━━━━━ Records provided ━━━━━
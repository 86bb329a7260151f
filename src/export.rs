//! Tabular and plain-text renderings of a [`ChartView`].

use crate::error::{ChartError, Result};
use crate::plan::{ChartNode, Leaf};
use crate::scale::{format_grouped, tick_precision, LinearScale};
use crate::ChartView;
use std::fmt::{self, Write as _};
use std::io;

const CSV_HEADER: [&str; 7] = ["section", "row", "group", "max", "median", "min", "unit"];

/// One record per group of every chart, in plan order.
pub fn write_csv<W: io::Write>(view: &ChartView, out: W) -> Result<()> {
    let mut writer = csv::Writer::from_writer(out);
    writer.write_record(CSV_HEADER)?;
    for leaf in view.plan.leaves() {
        let section = section_title(&leaf, "/");
        for row in &leaf.chart.rows {
            let row_label = row.label.as_ref().map(ToString::to_string).unwrap_or_default();
            for group in &row.groups {
                let group_label = group.label.as_ref().map(ToString::to_string).unwrap_or_default();
                let s = &group.summary;
                writer.write_record([
                    section.clone(),
                    row_label.clone(),
                    group_label,
                    s.max.to_string(),
                    s.median.to_string(),
                    s.min.to_string(),
                    view.unit.clone(),
                ])?;
            }
        }
    }
    writer.flush()?;
    Ok(())
}

/// A readable report: the charts as indented lines, then the details.
pub fn to_text(view: &ChartView) -> Result<String> {
    let mut out = String::new();
    write_report(&mut out, view).map_err(|e| ChartError::Render(e.to_string()))?;
    Ok(out)
}

fn write_report(out: &mut impl fmt::Write, view: &ChartView) -> fmt::Result {
    let title = if view.name.is_empty() { "Benchmark" } else { &view.name };
    writeln!(out, "{}", title)?;
    writeln!(out, "{}", "=".repeat(title.chars().count()))?;
    writeln!(out, "unit: {}", view.unit)?;

    for leaf in view.plan.leaves() {
        writeln!(out)?;
        if !leaf.path.is_empty() {
            writeln!(out, "[{}]", section_title(&leaf, " / "))?;
        }
        write_chart(out, leaf.chart, &view.unit)?;
    }

    let details = sorted_details(&view.details);
    if !details.is_empty() {
        writeln!(out, "\nDetails")?;
        for (key, value) in details {
            writeln!(out, "  {}: {}", key, value)?;
        }
    }
    Ok(())
}

fn write_chart(out: &mut impl fmt::Write, chart: &ChartNode, unit: &str) -> fmt::Result {
    let precision = value_precision(chart.max_value());
    let fmt = |v: f64| format_grouped(v, precision);
    for row in &chart.rows {
        // without a groups variable each row is a single line
        let grouped = row.groups.iter().any(|g| g.label.is_some());
        let mut indent = "";
        if let (true, Some(label)) = (grouped, &row.label) {
            writeln!(out, "{}", label)?;
            indent = "  ";
        }
        for group in &row.groups {
            let name = group
                .label
                .as_ref()
                .or(row.label.as_ref())
                .map_or_else(|| "all".to_string(), ToString::to_string);
            let s = &group.summary;
            writeln!(
                out,
                "{}{}: max {} / median {} / min {} {}",
                indent,
                name,
                fmt(s.max),
                fmt(s.median),
                fmt(s.min),
                unit
            )?;
        }
    }
    Ok(())
}

/// Two more decimals than the chart's axis ticks would show.
fn value_precision(max: f64) -> usize {
    LinearScale::new(0.0, max)
        .tick_step(5)
        .map_or(2, |step| tick_precision(step) + 2)
}

fn section_title(leaf: &Leaf<'_>, separator: &str) -> String {
    leaf.path
        .iter()
        .map(|(name, value)| format!("{}: {}", name, value))
        .collect::<Vec<_>>()
        .join(separator)
}

fn sorted_details(details: &[(String, String)]) -> Vec<&(String, String)> {
    let mut sorted: Vec<_> = details.iter().collect();
    sorted.sort_by(|a, b| a.0.cmp(&b.0));
    sorted
}

#[cfg(test)]
mod tests {
    use super::*;
    use crate::config::ViewConfig;
    use crate::data::ResultSet;
    use crate::variables::extract_variables;

    fn view(config: ViewConfig) -> ChartView {
        let results = ResultSet::from_json(
            r#"{
                "name": "Sort",
                "details": { "vm": "java 21", "host": "ci-3" },
                "measurements": [
                    { "variables": { "impl": "A", "size": 10 }, "units": { "ms": 1 }, "values": [10, 20] },
                    { "variables": { "impl": "B", "size": 10 }, "units": { "ms": 1 }, "values": [5] },
                    { "variables": { "impl": "A", "size": 100 }, "units": { "ms": 1 }, "values": [1250.5] }
                ]
            }"#,
        )
        .unwrap();
        let variables = extract_variables(&results.measurements);
        crate::build_view(&results, &variables, config).unwrap()
    }

    fn by_impl() -> ViewConfig {
        ViewConfig {
            groups: Some("impl".to_string()),
            ..ViewConfig::default()
        }
    }

    fn csv_lines(view: &ChartView) -> Vec<String> {
        let mut out = Vec::new();
        write_csv(view, &mut out).unwrap();
        String::from_utf8(out).unwrap().lines().map(str::to_string).collect()
    }

    #[test]
    fn test_csv_records() {
        // groups take impl, so rows default to size
        assert_eq!(
            csv_lines(&view(by_impl())),
            vec![
                "section,row,group,max,median,min,unit",
                ",10,A,20,15,10,ms",
                ",10,B,5,5,5,ms",
                ",100,A,1250.5,1250.5,1250.5,ms",
            ]
        );
    }

    #[test]
    fn test_csv_sections() {
        // rows default to impl, size remains a section
        assert_eq!(
            csv_lines(&view(ViewConfig::default())),
            vec![
                "section,row,group,max,median,min,unit",
                "size: 10,A,,20,15,10,ms",
                "size: 10,B,,5,5,5,ms",
                "size: 100,A,,1250.5,1250.5,1250.5,ms",
            ]
        );
    }

    #[test]
    fn test_text_report() {
        let text = to_text(&view(by_impl())).unwrap();
        assert!(text.starts_with("Sort\n====\nunit: ms\n"), "{}", text);
        assert!(
            text.contains(
                "10\n  A: max 20.00 / median 15.00 / min 10.00 ms\n  B: max 5.00 / median 5.00 / min 5.00 ms\n100\n  A: max 1,250.50"
            ),
            "{}",
            text
        );
        assert!(text.ends_with("Details\n  host: ci-3\n  vm: java 21\n"), "{}", text);
    }

    #[test]
    fn test_text_sections() {
        let text = to_text(&view(ViewConfig::default())).unwrap();
        assert!(
            text.contains("[size: 10]\nA: max 20.00 / median 15.00 / min 10.00 ms\nB: max 5.00"),
            "{}",
            text
        );
        assert!(text.contains("[size: 100]\nA: max 1,250.50 / median 1,250.50 / min 1,250.50 ms\n"));
    }

    /// Accepts `room` bytes, then refuses every write.
    struct Cramped {
        room: usize,
    }

    impl fmt::Write for Cramped {
        fn write_str(&mut self, s: &str) -> fmt::Result {
            self.room = self.room.checked_sub(s.len()).ok_or(fmt::Error)?;
            Ok(())
        }
    }

    #[test]
    fn test_text_write_failure_is_reported() {
        let view = view(by_impl());
        let full = to_text(&view).unwrap();
        assert!(write_report(&mut Cramped { room: full.len() }, &view).is_ok());
        // fails inside the chart lines and again inside the details
        for room in [20, full.len() - 5] {
            assert!(write_report(&mut Cramped { room }, &view).is_err(), "room {}", room);
        }
    }

    #[test]
    fn test_value_precision() {
        assert_eq!(value_precision(20.0), 2);
        assert_eq!(value_precision(0.00042), 6);
        assert_eq!(value_precision(0.0), 2);
    }
}
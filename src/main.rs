use anyhow::{Context, Result};
use benchcharts::caliper;
use benchcharts::config::{Height, ViewConfig};
use benchcharts::data::ResultSet;
use benchcharts::query::{parse_height, parse_query, ViewOptions};
use benchcharts::variables::extract_variables;
use benchcharts::{build_view, render, OutputFormat};
use clap::Parser;
use serde_json::Value;
use std::fs::{self, File};
use std::io::{self, BufReader, Write};
use std::path::PathBuf;
use tracing::{info, warn};
use tracing_subscriber::EnvFilter;

#[derive(Parser, Debug)]
#[command(name = "benchcharts")]
#[command(about = "Summarise benchmark results as grouped bar charts", long_about = None)]
struct Args {
    /// Benchmark results (JSON). Read from stdin when neither this nor `input=` in --query is given
    input: Option<PathBuf>,

    /// Variable whose values become the chart rows
    #[arg(long)]
    rows: Option<String>,

    /// Variable whose values become the bars within each row
    #[arg(long)]
    groups: Option<String>,

    /// Display unit (defaults to the one giving the shortest axis labels)
    #[arg(long)]
    unit: Option<String>,

    #[arg(long)]
    width: Option<u32>,

    /// Height of each chart in pixels, or `auto`
    #[arg(long, value_parser = parse_height)]
    height: Option<Height>,

    /// URL-style options, e.g. '?rows=parser&groups=input'. Flags win over these
    #[arg(short, long)]
    query: Option<String>,

    /// Output format (guessed from --output, otherwise json)
    #[arg(short, long, value_enum)]
    format: Option<OutputFormat>,

    /// Write to this file instead of stdout
    #[arg(short, long)]
    output: Option<PathBuf>,

    /// The input is a Caliper results file
    #[arg(long)]
    caliper: bool,
}

impl Args {
    fn view_options(&self) -> ViewOptions {
        ViewOptions {
            input: self.input.as_ref().map(|p| p.to_string_lossy().into_owned()),
            rows: self.rows.clone(),
            groups: self.groups.clone(),
            unit: self.unit.clone(),
            width: self.width,
            height: self.height,
            ..ViewOptions::default()
        }
    }
}

fn main() -> Result<()> {
    tracing_subscriber::fmt()
        .with_writer(io::stderr)
        .with_env_filter(
            EnvFilter::try_from_default_env().unwrap_or_else(|_| EnvFilter::new("warn")),
        )
        .init();

    let args = Args::parse();

    let from_query = match &args.query {
        Some(query) => parse_query(query).context("Failed to parse --query")?,
        None => ViewOptions::default(),
    };
    let options = from_query.merge(args.view_options());
    for (key, value) in &options.extra {
        warn!(key = key.as_str(), value = value.as_str(), "ignoring unknown option");
    }

    // Read the results document
    let document: Value = match options.input.as_deref() {
        Some(path) => {
            info!(path, "reading benchmark results");
            let file = File::open(path).with_context(|| format!("Failed to open {}", path))?;
            serde_json::from_reader(BufReader::new(file))
                .with_context(|| format!("Failed to parse {}", path))?
        }
        None => serde_json::from_reader(io::stdin().lock())
            .context("Failed to read benchmark results from stdin")?,
    };

    let results = if args.caliper {
        caliper::preprocess(&document)
    } else {
        ResultSet::from_value(&document)
    }
    .context("Failed to load benchmark results")?;
    info!(
        name = results.name.as_str(),
        measurements = results.measurements.len(),
        "loaded results"
    );

    let variables = extract_variables(&results.measurements);
    let view = build_view(&results, &variables, options.apply(ViewConfig::default()))
        .context("Failed to build chart")?;

    let format = args
        .format
        .or_else(|| args.output.as_deref().and_then(OutputFormat::from_path))
        .unwrap_or_default();
    let bytes = render(&view, format).context("Failed to render chart")?;

    match &args.output {
        Some(path) => {
            fs::write(path, &bytes)
                .with_context(|| format!("Failed to write {}", path.display()))?;
            info!(path = %path.display(), ?format, "wrote chart");
        }
        None => {
            let stdout = io::stdout();
            let mut handle = stdout.lock();
            handle
                .write_all(&bytes)
                .context("Failed to write chart to stdout")?;
            handle.flush().context("Failed to flush stdout")?;
        }
    }

    Ok(())
}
━━━━━
## Task
Up to and including the line that holds "in plan order.", reproduce the records above exactly from their first line, and give nothing else.

## Exercise solution
repository 86bb329a7260151f
filename src/export.rs
//! Tabular and plain-text renderings of a [`ChartView`].

use crate::error::{ChartError, Result};
use crate::plan::{ChartNode, Leaf};
use crate::scale::{format_grouped, tick_precision, LinearScale};
use crate::ChartView;
use std::fmt::{self, Write as _};
use std::io;

const CSV_HEADER: [&str; 7] = ["section", "row", "group", "max", "median", "min", "unit"];

/// One record per group of every chart, in plan order.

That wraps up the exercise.